Uranium mining expansion facing delay, warns analyst
Tuesday March 17, 2009, 8:17 am
A resource analyst is warning the global financial crisis could force BHP Billiton to delay a planned expansion of the Olympic Dam mine in outback South Australia by at least two years.
He has told a conference in Adelaide that the uranium industry is enduring a major shake-out thanks to the downturn, but will survive.
Among an array of resources, Olympic Dam near Roxby Downs has the world’s largest known uranium deposit.
The SA Government has long heralded a massive expansion of the mine, saying it will underpin an economic boom.
But the financial crisis has already claimed 85 jobs at Olympic Dam and an expansion date of 2013 is not set in stone.
Resource analyst Warwick Grigor forecasts a delay.
“Olympic Dam is probably going to slip by at least two years in its timetable, if not longer,” he said.
EIS due soon
The SA Government insists the project will go ahead and is negotiating a new indenture agreement with BHP Billiton, ahead of the release of an environmental impact statement (EIS) in May.
Paul Heithersay, of Primary Industries and Resources SA, thinks the mine has a future despite the current downturn.

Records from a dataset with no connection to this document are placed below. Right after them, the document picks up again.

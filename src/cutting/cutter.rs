//! Core cutting
//!
//! Extracts one core's window from a full-resolution channel image. The
//! bounding box from the metadata must lie inside the image; the margin
//! around it is clipped at the image edges.

use log::debug;

use crate::errors::{PrepError, PrepResult};
use crate::metadata::CoreRecord;

use super::pixel_array::PixelArray;
use super::polygon::apply_polygon_mask;
use super::region::Region;

/// Cuts core windows out of channel images
#[derive(Debug, Clone, Copy, Default, PartialEq, Eq)]
pub struct CoreCutter {
    /// Pixels added on every side of the bounding box
    pub margin: usize,
    /// Fill value outside the core polygon; `None` disables masking
    pub mask_value: Option<u16>,
}

impl CoreCutter {
    pub fn new(margin: usize, mask_value: Option<u16>) -> Self {
        CoreCutter { margin, mask_value }
    }

    /// Window of the image covered by a core, margin included
    ///
    /// # Returns
    /// The clipped window, or `InvalidBounds` when the bounding box is empty
    /// or reaches outside the image
    pub fn window(&self, image: &PixelArray, core: &CoreRecord) -> PrepResult<Region> {
        let invalid = |reason: String| PrepError::InvalidBounds {
            core_id: core.core_id.clone(),
            reason,
        };

        if core.row_start >= core.row_stop || core.column_start >= core.column_stop {
            return Err(invalid(format!(
                "empty box rows {}..{}, columns {}..{}",
                core.row_start, core.row_stop, core.column_start, core.column_stop
            )));
        }
        if core.row_start < 0
            || core.column_start < 0
            || core.row_stop > image.height as i64
            || core.column_stop > image.width as i64
        {
            return Err(invalid(format!(
                "box rows {}..{}, columns {}..{} outside image of {}x{}",
                core.row_start, core.row_stop, core.column_start, core.column_stop, image.height, image.width
            )));
        }

        let row_start = (core.row_start as usize).saturating_sub(self.margin);
        let column_start = (core.column_start as usize).saturating_sub(self.margin);
        let row_stop = (core.row_stop as usize + self.margin).min(image.height);
        let column_stop = (core.column_stop as usize + self.margin).min(image.width);

        Ok(Region::new(row_start, column_start, row_stop - row_start, column_stop - column_start))
    }

    /// Extract one core from a channel image
    ///
    /// # Arguments
    /// * `image` - Full-resolution channel image
    /// * `core` - Metadata row of the core
    ///
    /// # Returns
    /// The core's sub-array with the same number of planes as `image`
    pub fn extract(&self, image: &PixelArray, core: &CoreRecord) -> PrepResult<PixelArray> {
        let window = self.window(image, core)?;
        let mut data = Vec::with_capacity(image.planes * window.height * window.width);

        for plane in 0..image.planes {
            let samples = image.plane(plane);
            for row in window.row..window.end_row() {
                let offset = row * image.width;
                data.extend_from_slice(&samples[offset + window.column..offset + window.end_column()]);
            }
        }

        let mut cut = PixelArray::new(image.planes, window.height, window.width, data)?;

        if let (Some(fill), Some(vertices)) = (self.mask_value, core.polygon.as_deref()) {
            let masked = apply_polygon_mask(&mut cut, &window, vertices, fill);
            debug!("Masked {} pixels of core {} with {}", masked, core.core_id, fill);
        }

        Ok(cut)
    }
}

#[cfg(test)]
mod tests {
    use super::*;

    fn gradient(height: usize, width: usize) -> PixelArray {
        let data = (0..height * width).map(|v| v as u16).collect();
        PixelArray::new(1, height, width, data).unwrap()
    }

    #[test]
    fn extracts_exact_box() {
        let image = gradient(10, 10);
        let core = CoreRecord::new("A1", 2, 4, 3, 6);

        let cut = CoreCutter::default().extract(&image, &core).unwrap();

        assert_eq!(cut.shape(), (1, 2, 3));
        assert_eq!(cut.data, vec![23, 24, 25, 33, 34, 35]);
    }

    #[test]
    fn margin_is_clipped_at_edges() {
        let image = gradient(10, 10);
        let core = CoreRecord::new("A1", 1, 3, 7, 10);

        let window = CoreCutter::new(2, None).window(&image, &core).unwrap();

        assert_eq!(window, Region::new(0, 5, 5, 5));
    }

    #[test]
    fn out_of_bounds_box_is_reported() {
        let image = gradient(10, 10);
        let cutter = CoreCutter::default();

        let beyond = CoreRecord::new("A1", 5, 11, 0, 4);
        let negative = CoreRecord::new("A2", -1, 4, 0, 4);
        let empty = CoreRecord::new("A3", 4, 4, 0, 4);

        for core in [beyond, negative, empty] {
            assert!(matches!(cutter.extract(&image, &core), Err(PrepError::InvalidBounds { .. })));
        }
    }

    #[test]
    fn multi_plane_images_keep_planes() {
        let data = (0..2 * 4 * 4).map(|v| v as u16).collect();
        let image = PixelArray::new(2, 4, 4, data).unwrap();
        let core = CoreRecord::new("A1", 1, 2, 1, 3);

        let cut = CoreCutter::default().extract(&image, &core).unwrap();

        assert_eq!(cut.data, vec![5, 6, 21, 22]);
    }

    #[test]
    fn polygon_mask_applied_only_with_fill_value() {
        let image = PixelArray::new(1, 4, 4, vec![9; 16]).unwrap();
        let core = CoreRecord::new("A1", 0, 4, 0, 4).with_polygon(vec![[0.0, 0.0], [0.0, 4.0], [4.0, 4.0]]);

        let unmasked = CoreCutter::default().extract(&image, &core).unwrap();
        assert!(unmasked.data.iter().all(|&v| v == 9));

        let masked = CoreCutter::new(0, Some(0)).extract(&image, &core).unwrap();
        assert_eq!(masked.get(0, 3, 0), Some(0));
        assert_eq!(masked.get(0, 0, 3), Some(9));
    }
}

“Clearly nothing is going to touch Olympic Dam in terms of contained uranium and therefore exploring for more of the same seems a pretty good bet to me,” he said.
But a tough credit market and a 68 per cent plunge in ore prices is making life much tougher for the once red-hot uranium exploration industry.
Greg Hall, of Toro Energy, says there are still opportunities.
“While we’ve probably reduced the amount of exploration, we are still undertaking some very targeted exploration on significant potential projects,” he said.
Michael Angwin, of the Australian Uranium Association, thinks the industry will ride out the tough time.
“The increase in demand for nuclear power over the next 20 years or so will be between 50 and 100 per cent and Australia, with 40 per cent of the world’s low-cost uranium resources, is well-placed to meet that demand,” he said.
He says demand will be fuelled by a move towards low-carbon energy.